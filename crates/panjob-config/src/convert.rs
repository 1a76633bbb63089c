//! Conversion from parsed YAML to job declarations.
//!
//! Every raw declaration, whether it comes from a document's front matter or
//! from a preset file, passes through [`declaration_from_yaml`]. Unknown keys
//! and badly shaped values are rejected here, so later stages only ever see
//! typed [`JobDeclaration`]s.

use std::path::PathBuf;

use serde_yaml::{Mapping, Value};

use crate::error::FieldError;
use crate::types::{FilterMap, JobDeclaration, OptionMap};

pub const USE_PRESET: &str = "use_preset";
pub const OUTPUT_FORMAT: &str = "output_format";
pub const OUTPUT_FILE: &str = "output_file";
pub const METADATA: &str = "metadata";
pub const PANDOC_ARGS: &str = "pandoc_args";
pub const FILTERS: &str = "filters";

/// The fixed set of job declaration fields.
#[derive(Debug, Clone, Copy, PartialEq, Eq)]
enum Field {
    UsePreset,
    OutputFormat,
    OutputFile,
    Metadata,
    PandocArgs,
    Filters,
}

/// A recognized field, its key and the alias it may also be written as.
struct FieldDef {
    field: Field,
    name: &'static str,
    alias: Option<&'static str>,
}

static FIELDS: [FieldDef; 6] = [
    FieldDef {
        field: Field::UsePreset,
        name: USE_PRESET,
        alias: Some("preset_name"),
    },
    FieldDef {
        field: Field::OutputFormat,
        name: OUTPUT_FORMAT,
        alias: Some("to"),
    },
    FieldDef {
        field: Field::OutputFile,
        name: OUTPUT_FILE,
        alias: None,
    },
    FieldDef {
        field: Field::Metadata,
        name: METADATA,
        alias: None,
    },
    FieldDef {
        field: Field::PandocArgs,
        name: PANDOC_ARGS,
        alias: Some("tool_args"),
    },
    FieldDef {
        field: Field::Filters,
        name: FILTERS,
        alias: None,
    },
];

/// Every key accepted in a job declaration, aliases included.
pub fn recognized_fields() -> Vec<&'static str> {
    FIELDS
        .iter()
        .flat_map(|def| std::iter::once(def.name).chain(def.alias))
        .collect()
}

/// Find the definition a key refers to, returning the alias used (if any).
fn field_def(key: &str) -> Option<(&'static FieldDef, Option<&'static str>)> {
    FIELDS.iter().find_map(|def| {
        if def.name == key {
            Some((def, None))
        } else if def.alias == Some(key) {
            Some((def, def.alias))
        } else {
            None
        }
    })
}

/// Human-readable name of a YAML value's kind, for error messages.
pub fn value_kind(value: &Value) -> &'static str {
    match value {
        Value::Null => "null",
        Value::Bool(_) => "a boolean",
        Value::Number(_) => "a number",
        Value::String(_) => "a string",
        Value::Sequence(_) => "a sequence",
        Value::Mapping(_) => "a mapping",
        Value::Tagged(_) => "a tagged value",
    }
}

/// Stringify a mapping key. Only scalar keys are accepted.
pub fn key_to_string(key: &Value) -> Option<String> {
    match key {
        Value::String(s) => Some(s.clone()),
        Value::Number(n) => Some(n.to_string()),
        Value::Bool(b) => Some(b.to_string()),
        _ => None,
    }
}

/// Convert one raw declaration into a [`JobDeclaration`].
///
/// # Errors
///
/// - [`FieldError::NotAMapping`] if `raw` is not a mapping
/// - [`FieldError::Unknown`] listing every key outside the recognized set
/// - [`FieldError::Duplicate`] if a field is given under both its name and alias
/// - [`FieldError::WrongType`] if a value does not have the expected shape
pub fn declaration_from_yaml(raw: &Value) -> Result<JobDeclaration, FieldError> {
    let Value::Mapping(mapping) = raw else {
        return Err(FieldError::NotAMapping {
            found: value_kind(raw),
        });
    };

    let fields = canonicalize(mapping)?;
    let mut declaration = JobDeclaration::default();

    for (def, value) in fields {
        let name = def.name;
        match def.field {
            Field::UsePreset => declaration.use_preset = optional_string(name, value)?,
            Field::OutputFormat => declaration.spec.output_format = optional_string(name, value)?,
            Field::OutputFile => {
                declaration.spec.output_file = optional_string(name, value)?.map(PathBuf::from)
            }
            Field::Metadata => declaration.spec.metadata = option_map(name, value)?,
            Field::PandocArgs => declaration.spec.pandoc_args = option_map(name, value)?,
            Field::Filters => declaration.spec.filters = filter_map(value)?,
        }
    }

    Ok(declaration)
}

/// Resolve aliases and reject unknown or repeated keys.
fn canonicalize(mapping: &Mapping) -> Result<Vec<(&'static FieldDef, &Value)>, FieldError> {
    let mut fields: Vec<(&'static FieldDef, Option<&'static str>, &Value)> = Vec::new();
    let mut unknown = Vec::new();

    for (key, value) in mapping {
        let key = key_to_string(key).unwrap_or_else(|| format!("<{}>", value_kind(key)));
        match field_def(&key) {
            Some((def, alias)) => {
                if let Some((_, previous_alias, _)) =
                    fields.iter().find(|(d, _, _)| d.field == def.field)
                {
                    return Err(FieldError::Duplicate {
                        field: def.name,
                        alias: alias.or(*previous_alias).unwrap_or(def.name),
                    });
                }
                fields.push((def, alias, value));
            }
            None => unknown.push(key),
        }
    }

    if !unknown.is_empty() {
        unknown.sort();
        return Err(FieldError::Unknown {
            keys: unknown,
            valid: recognized_fields(),
        });
    }

    Ok(fields
        .into_iter()
        .map(|(def, _, value)| (def, value))
        .collect())
}

/// A string field. Null and blank strings count as "not set".
fn optional_string(field: &str, value: &Value) -> Result<Option<String>, FieldError> {
    match value {
        Value::Null => Ok(None),
        Value::String(s) if s.trim().is_empty() => Ok(None),
        Value::String(s) => Ok(Some(s.trim().to_string())),
        other => Err(FieldError::WrongType {
            field: field.to_string(),
            expected: "a string",
            found: value_kind(other),
        }),
    }
}

/// A mapping with opaque values. Null counts as an empty mapping.
fn option_map(field: &str, value: &Value) -> Result<OptionMap, FieldError> {
    match value {
        Value::Null => Ok(OptionMap::new()),
        Value::Mapping(mapping) => {
            let mut options = OptionMap::with_capacity(mapping.len());
            for (key, value) in mapping {
                let key = key_to_string(key).ok_or_else(|| FieldError::WrongType {
                    field: format!("{field} key"),
                    expected: "a string",
                    found: value_kind(key),
                })?;
                options.insert(key, value.clone());
            }
            Ok(options)
        }
        other => Err(FieldError::WrongType {
            field: field.to_string(),
            expected: "a mapping",
            found: value_kind(other),
        }),
    }
}

/// Filter toggles: a mapping of name to boolean, or a list of enabled names.
fn filter_map(value: &Value) -> Result<FilterMap, FieldError> {
    match value {
        Value::Null => Ok(FilterMap::new()),
        Value::Mapping(mapping) => {
            let mut filters = FilterMap::with_capacity(mapping.len());
            for (key, enabled) in mapping {
                let name = key_to_string(key).ok_or_else(|| FieldError::WrongType {
                    field: format!("{FILTERS} key"),
                    expected: "a string",
                    found: value_kind(key),
                })?;
                let Value::Bool(enabled) = enabled else {
                    return Err(FieldError::WrongType {
                        field: format!("{FILTERS}.{name}"),
                        expected: "a boolean",
                        found: value_kind(enabled),
                    });
                };
                filters.insert(name, *enabled);
            }
            Ok(filters)
        }
        Value::Sequence(items) => {
            let mut filters = FilterMap::with_capacity(items.len());
            for item in items {
                let Value::String(name) = item else {
                    return Err(FieldError::WrongType {
                        field: format!("{FILTERS} item"),
                        expected: "a string",
                        found: value_kind(item),
                    });
                };
                filters.insert(name.clone(), true);
            }
            Ok(filters)
        }
        other => Err(FieldError::WrongType {
            field: FILTERS.to_string(),
            expected: "a mapping of filter names to booleans",
            found: value_kind(other),
        }),
    }
}

#[cfg(test)]
mod tests {
    use super::*;

    fn yaml(s: &str) -> Value {
        serde_yaml::from_str(s).unwrap()
    }

    #[test]
    fn test_full_declaration() {
        let decl = declaration_from_yaml(&yaml(
            r#"
use_preset: journal
output_format: html
output_file: out/report.html
metadata:
  author: Ada
  toc-own-page: true
pandoc_args:
  standalone: true
  pdf_engine: weasyprint
filters:
  pagebreak.lua: true
  wordcount.lua: false
"#,
        ))
        .unwrap();

        assert_eq!(decl.use_preset.as_deref(), Some("journal"));
        assert_eq!(decl.spec.output_format.as_deref(), Some("html"));
        assert_eq!(decl.spec.output_file, Some(PathBuf::from("out/report.html")));
        assert_eq!(decl.spec.metadata["author"], Value::String("Ada".into()));
        assert_eq!(decl.spec.metadata["toc-own-page"], Value::Bool(true));
        assert_eq!(decl.spec.pandoc_args.len(), 2);
        assert!(decl.spec.filters["pagebreak.lua"]);
        assert!(!decl.spec.filters["wordcount.lua"]);
    }

    #[test]
    fn test_empty_mapping_is_neutral() {
        let decl = declaration_from_yaml(&yaml("{}")).unwrap();
        assert_eq!(decl, JobDeclaration::default());
    }

    #[test]
    fn test_aliases() {
        let decl =
            declaration_from_yaml(&yaml("{preset_name: default, to: pdf, tool_args: {toc: true}}"))
                .unwrap();
        assert_eq!(decl.use_preset.as_deref(), Some("default"));
        assert_eq!(decl.spec.output_format.as_deref(), Some("pdf"));
        assert_eq!(decl.spec.pandoc_args["toc"], Value::Bool(true));
    }

    #[test]
    fn test_alias_and_name_together() {
        let err = declaration_from_yaml(&yaml("{to: pdf, output_format: html}")).unwrap_err();
        assert_eq!(
            err,
            FieldError::Duplicate {
                field: OUTPUT_FORMAT,
                alias: "to",
            }
        );
    }

    #[test]
    fn test_unknown_keys_sorted() {
        let err = declaration_from_yaml(&yaml("{zebra: 1, output_format: html, colour: red}"))
            .unwrap_err();
        match err {
            FieldError::Unknown { keys, valid } => {
                assert_eq!(keys, vec!["colour", "zebra"]);
                assert!(valid.contains(&"metadata"));
            }
            other => panic!("expected Unknown, got {other:?}"),
        }
    }

    #[test]
    fn test_not_a_mapping() {
        let err = declaration_from_yaml(&yaml("- html")).unwrap_err();
        assert_eq!(err, FieldError::NotAMapping { found: "a sequence" });
    }

    #[test]
    fn test_metadata_must_be_mapping() {
        let err = declaration_from_yaml(&yaml("{metadata: just a string}")).unwrap_err();
        assert_eq!(
            err,
            FieldError::WrongType {
                field: "metadata".into(),
                expected: "a mapping",
                found: "a string",
            }
        );
    }

    #[test]
    fn test_output_format_must_be_string() {
        let err = declaration_from_yaml(&yaml("{output_format: [html, pdf]}")).unwrap_err();
        assert_eq!(err.field(), Some("output_format"));
    }

    #[test]
    fn test_blank_and_null_strings_are_absent() {
        let decl = declaration_from_yaml(&yaml("{output_format: '  ', output_file: null}")).unwrap();
        assert!(decl.spec.output_format.is_none());
        assert!(decl.spec.output_file.is_none());
    }

    #[test]
    fn test_null_maps_are_empty() {
        let decl = declaration_from_yaml(&yaml("{metadata: null, filters: ~}")).unwrap();
        assert!(decl.spec.metadata.is_empty());
        assert!(decl.spec.filters.is_empty());
    }

    #[test]
    fn test_filter_value_must_be_boolean() {
        let err = declaration_from_yaml(&yaml("{filters: {pagebreak.lua: yes please}}")).unwrap_err();
        assert_eq!(err.field(), Some("filters.pagebreak.lua"));
    }

    #[test]
    fn test_filter_list_enables_each() {
        let decl = declaration_from_yaml(&yaml("{filters: [a.lua, citeproc]}")).unwrap();
        assert!(decl.spec.filters["a.lua"]);
        assert!(decl.spec.filters["citeproc"]);
    }

    #[test]
    fn test_numeric_keys_are_stringified() {
        let decl = declaration_from_yaml(&yaml("{metadata: {2024: leap}}")).unwrap();
        assert!(decl.spec.metadata.contains_key("2024"));
    }
}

·····

**ASSIGNMENT**
From the very first line of the data through the line with "pub const FILTERS: &str" in it, please reproduce each line exactly and output nothing more.

**RESPONSE FOR THIS EXERCISE**
filename crates/panjob-config/src/convert.rs
repository 1a76633bbb63089c
//! Conversion from parsed YAML to job declarations.
//!
//! Every raw declaration, whether it comes from a document's front matter or
//! from a preset file, passes through [`declaration_from_yaml`]. Unknown keys
//! and badly shaped values are rejected here, so later stages only ever see
//! typed [`JobDeclaration`]s.

use std::path::PathBuf;

use serde_yaml::{Mapping, Value};

use crate::error::FieldError;
use crate::types::{FilterMap, JobDeclaration, OptionMap};

pub const USE_PRESET: &str = "use_preset";
pub const OUTPUT_FORMAT: &str = "output_format";
pub const OUTPUT_FILE: &str = "output_file";
pub const METADATA: &str = "metadata";
pub const PANDOC_ARGS: &str = "pandoc_args";
pub const FILTERS: &str = "filters";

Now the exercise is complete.